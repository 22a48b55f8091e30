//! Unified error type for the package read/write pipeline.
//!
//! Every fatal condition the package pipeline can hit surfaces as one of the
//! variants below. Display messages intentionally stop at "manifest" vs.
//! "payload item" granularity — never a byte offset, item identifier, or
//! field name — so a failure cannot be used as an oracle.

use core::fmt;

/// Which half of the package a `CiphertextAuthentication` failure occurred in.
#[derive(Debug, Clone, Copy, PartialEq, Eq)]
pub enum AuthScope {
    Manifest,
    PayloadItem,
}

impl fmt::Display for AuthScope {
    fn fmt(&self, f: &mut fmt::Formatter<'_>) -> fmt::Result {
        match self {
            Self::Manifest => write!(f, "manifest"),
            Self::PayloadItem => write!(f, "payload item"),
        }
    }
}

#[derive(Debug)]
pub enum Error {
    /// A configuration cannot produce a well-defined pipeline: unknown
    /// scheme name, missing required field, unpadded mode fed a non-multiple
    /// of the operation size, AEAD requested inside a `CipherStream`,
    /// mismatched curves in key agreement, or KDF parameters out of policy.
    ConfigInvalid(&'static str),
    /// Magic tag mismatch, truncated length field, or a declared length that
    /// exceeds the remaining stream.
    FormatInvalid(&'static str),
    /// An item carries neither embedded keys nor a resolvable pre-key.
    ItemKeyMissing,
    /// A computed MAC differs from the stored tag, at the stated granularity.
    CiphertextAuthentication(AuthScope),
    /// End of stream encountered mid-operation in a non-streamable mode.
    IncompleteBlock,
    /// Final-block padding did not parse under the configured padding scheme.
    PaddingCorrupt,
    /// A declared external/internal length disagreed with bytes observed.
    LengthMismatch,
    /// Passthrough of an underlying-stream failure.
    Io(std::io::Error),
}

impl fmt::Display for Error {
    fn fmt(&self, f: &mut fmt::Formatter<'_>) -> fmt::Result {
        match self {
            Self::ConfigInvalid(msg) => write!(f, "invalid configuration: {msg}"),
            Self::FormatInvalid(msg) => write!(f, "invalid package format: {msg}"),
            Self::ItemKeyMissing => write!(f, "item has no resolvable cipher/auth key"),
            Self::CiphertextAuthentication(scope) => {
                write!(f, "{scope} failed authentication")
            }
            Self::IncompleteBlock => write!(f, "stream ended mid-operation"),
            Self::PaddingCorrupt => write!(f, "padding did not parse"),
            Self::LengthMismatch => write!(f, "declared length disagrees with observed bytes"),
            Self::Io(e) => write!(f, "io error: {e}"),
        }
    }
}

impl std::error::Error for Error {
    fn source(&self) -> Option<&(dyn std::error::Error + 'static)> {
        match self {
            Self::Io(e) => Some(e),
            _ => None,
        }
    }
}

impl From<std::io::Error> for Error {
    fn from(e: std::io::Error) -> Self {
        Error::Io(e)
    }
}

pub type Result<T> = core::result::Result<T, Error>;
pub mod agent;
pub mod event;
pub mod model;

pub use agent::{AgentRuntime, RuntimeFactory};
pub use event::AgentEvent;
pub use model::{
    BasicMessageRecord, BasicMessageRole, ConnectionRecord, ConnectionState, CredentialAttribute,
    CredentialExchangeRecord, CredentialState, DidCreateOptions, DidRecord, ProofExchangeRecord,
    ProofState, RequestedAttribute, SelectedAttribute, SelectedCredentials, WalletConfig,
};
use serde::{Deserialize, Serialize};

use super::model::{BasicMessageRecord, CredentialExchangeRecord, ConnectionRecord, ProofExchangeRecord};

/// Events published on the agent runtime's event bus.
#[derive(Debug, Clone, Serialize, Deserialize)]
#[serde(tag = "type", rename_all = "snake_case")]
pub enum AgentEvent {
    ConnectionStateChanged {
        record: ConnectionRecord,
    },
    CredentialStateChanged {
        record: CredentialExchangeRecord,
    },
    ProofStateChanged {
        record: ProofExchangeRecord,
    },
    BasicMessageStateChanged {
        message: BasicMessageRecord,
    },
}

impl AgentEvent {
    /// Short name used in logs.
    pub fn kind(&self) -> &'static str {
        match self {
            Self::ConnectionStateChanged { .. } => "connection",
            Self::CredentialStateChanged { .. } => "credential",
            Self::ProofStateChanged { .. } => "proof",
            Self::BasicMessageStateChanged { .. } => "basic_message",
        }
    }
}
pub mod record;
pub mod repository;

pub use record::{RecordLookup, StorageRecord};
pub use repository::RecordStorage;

★ ★ ★ ★ ★ ★ ★

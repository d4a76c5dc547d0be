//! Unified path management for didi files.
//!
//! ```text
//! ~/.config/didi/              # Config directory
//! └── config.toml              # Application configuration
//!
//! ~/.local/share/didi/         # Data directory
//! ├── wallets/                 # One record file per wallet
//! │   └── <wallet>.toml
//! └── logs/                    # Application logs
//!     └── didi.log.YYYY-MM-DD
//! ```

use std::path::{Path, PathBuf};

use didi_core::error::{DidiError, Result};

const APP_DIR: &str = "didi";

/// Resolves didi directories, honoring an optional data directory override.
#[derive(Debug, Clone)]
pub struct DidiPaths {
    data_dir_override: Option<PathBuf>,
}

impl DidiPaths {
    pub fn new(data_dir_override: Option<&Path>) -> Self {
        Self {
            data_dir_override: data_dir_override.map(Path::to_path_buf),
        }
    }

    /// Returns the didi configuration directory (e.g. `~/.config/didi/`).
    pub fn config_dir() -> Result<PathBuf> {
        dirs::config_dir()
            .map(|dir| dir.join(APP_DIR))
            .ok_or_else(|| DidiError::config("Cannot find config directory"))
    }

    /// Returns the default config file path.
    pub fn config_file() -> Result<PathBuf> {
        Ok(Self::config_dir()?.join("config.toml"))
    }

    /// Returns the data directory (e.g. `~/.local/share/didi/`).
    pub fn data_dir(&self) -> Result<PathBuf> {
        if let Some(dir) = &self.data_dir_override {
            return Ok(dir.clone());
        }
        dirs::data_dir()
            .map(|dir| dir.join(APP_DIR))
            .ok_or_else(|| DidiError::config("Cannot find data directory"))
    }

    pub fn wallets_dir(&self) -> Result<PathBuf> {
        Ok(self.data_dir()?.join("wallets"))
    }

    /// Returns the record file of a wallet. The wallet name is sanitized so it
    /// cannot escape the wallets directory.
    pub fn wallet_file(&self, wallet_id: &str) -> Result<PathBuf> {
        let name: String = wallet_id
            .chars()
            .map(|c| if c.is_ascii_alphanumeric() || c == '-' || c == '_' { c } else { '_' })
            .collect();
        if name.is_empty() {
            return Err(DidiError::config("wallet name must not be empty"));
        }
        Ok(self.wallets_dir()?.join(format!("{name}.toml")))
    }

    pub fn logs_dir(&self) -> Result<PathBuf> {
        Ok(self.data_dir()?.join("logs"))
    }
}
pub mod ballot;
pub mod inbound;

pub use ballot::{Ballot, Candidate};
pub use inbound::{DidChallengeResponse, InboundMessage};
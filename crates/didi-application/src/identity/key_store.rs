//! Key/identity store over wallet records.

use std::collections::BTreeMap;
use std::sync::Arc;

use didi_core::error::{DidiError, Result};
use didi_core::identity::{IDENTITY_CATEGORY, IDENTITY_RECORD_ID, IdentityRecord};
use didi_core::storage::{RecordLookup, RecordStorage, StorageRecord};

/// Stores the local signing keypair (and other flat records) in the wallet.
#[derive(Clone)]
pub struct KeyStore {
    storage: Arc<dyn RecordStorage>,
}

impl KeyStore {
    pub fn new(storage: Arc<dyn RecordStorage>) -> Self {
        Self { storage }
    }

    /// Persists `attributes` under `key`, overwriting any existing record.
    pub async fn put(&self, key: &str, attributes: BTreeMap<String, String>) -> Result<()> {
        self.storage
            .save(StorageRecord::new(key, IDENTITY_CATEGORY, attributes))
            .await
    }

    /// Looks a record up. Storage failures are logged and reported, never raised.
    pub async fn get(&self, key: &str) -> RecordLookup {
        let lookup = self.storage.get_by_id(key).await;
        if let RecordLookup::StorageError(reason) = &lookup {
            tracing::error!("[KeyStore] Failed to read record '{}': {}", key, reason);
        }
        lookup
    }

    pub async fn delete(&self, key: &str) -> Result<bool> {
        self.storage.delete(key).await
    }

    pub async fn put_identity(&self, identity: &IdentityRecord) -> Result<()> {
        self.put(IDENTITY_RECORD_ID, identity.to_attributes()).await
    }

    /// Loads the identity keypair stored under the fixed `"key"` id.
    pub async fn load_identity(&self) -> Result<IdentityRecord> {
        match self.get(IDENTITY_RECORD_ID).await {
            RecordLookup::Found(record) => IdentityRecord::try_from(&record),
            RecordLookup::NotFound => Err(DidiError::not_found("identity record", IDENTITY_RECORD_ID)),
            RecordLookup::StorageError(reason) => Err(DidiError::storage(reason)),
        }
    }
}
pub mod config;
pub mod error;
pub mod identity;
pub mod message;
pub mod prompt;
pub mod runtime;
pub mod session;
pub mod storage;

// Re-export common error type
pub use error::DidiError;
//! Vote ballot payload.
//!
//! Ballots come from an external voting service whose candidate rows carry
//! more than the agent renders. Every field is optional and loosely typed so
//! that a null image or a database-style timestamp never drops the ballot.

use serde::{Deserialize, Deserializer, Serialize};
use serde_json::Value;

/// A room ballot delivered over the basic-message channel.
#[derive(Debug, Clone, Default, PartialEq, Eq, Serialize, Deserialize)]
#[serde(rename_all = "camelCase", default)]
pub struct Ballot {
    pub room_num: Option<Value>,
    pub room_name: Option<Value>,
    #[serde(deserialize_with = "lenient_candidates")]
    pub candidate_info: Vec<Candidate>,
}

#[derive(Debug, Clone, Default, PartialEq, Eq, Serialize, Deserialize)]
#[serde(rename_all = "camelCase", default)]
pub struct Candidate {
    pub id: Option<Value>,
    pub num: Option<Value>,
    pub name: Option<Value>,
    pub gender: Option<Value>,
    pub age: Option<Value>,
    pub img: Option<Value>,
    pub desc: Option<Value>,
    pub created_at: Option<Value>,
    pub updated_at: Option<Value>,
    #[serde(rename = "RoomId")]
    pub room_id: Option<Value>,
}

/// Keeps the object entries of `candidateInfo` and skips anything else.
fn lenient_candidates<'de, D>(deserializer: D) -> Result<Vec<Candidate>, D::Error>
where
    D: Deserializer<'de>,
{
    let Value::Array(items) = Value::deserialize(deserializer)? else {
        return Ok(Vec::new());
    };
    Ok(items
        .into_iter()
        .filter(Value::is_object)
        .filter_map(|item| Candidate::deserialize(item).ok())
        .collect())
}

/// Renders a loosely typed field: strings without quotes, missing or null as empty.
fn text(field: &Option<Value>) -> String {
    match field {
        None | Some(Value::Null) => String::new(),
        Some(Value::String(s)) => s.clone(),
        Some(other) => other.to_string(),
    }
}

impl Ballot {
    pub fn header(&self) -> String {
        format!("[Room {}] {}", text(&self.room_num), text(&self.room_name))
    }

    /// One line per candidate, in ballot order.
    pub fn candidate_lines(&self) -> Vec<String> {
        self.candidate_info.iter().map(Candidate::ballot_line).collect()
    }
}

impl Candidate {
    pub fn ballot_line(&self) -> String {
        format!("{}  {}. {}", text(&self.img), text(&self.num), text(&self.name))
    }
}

★ ★ ★ ★ ★ ★ ★

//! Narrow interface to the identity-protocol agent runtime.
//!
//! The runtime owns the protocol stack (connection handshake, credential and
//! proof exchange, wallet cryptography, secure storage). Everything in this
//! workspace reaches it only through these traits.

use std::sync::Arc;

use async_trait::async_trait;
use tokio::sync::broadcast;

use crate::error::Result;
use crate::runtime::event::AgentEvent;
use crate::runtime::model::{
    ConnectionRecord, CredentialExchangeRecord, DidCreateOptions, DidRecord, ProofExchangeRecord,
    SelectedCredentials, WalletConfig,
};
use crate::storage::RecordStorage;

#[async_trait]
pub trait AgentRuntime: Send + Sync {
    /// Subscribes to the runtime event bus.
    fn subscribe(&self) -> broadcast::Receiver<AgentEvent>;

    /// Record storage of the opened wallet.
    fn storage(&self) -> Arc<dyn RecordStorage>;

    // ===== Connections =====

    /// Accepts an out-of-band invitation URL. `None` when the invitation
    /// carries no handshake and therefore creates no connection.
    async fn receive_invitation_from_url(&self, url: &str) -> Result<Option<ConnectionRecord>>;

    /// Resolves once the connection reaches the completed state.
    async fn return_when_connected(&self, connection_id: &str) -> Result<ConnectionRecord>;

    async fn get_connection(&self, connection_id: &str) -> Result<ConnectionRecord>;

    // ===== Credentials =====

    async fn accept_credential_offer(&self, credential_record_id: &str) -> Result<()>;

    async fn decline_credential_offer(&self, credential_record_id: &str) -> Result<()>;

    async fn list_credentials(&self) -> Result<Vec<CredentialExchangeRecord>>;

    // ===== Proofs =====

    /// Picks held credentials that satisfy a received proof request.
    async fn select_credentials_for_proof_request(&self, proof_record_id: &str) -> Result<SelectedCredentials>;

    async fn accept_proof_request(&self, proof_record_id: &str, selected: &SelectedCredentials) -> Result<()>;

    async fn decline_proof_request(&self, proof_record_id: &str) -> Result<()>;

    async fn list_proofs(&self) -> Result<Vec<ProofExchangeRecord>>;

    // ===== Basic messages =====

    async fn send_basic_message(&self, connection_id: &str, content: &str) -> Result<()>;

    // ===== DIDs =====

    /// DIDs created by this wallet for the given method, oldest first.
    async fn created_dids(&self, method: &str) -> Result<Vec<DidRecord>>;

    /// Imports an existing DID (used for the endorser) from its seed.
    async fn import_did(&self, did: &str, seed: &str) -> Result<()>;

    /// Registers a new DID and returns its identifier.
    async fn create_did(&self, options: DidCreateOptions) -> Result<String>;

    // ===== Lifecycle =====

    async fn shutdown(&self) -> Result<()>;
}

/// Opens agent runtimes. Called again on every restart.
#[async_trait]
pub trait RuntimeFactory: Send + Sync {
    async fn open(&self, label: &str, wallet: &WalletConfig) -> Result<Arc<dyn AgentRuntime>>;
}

★ ★ ★ ★ ★ ★ ★

▶ _Aim of the task_
If a line in the records contains "RuntimeFactory", report it.

▶ _Problem solution_
pub use agent::{AgentRuntime, RuntimeFactory};
pub trait RuntimeFactory: Send + Sync {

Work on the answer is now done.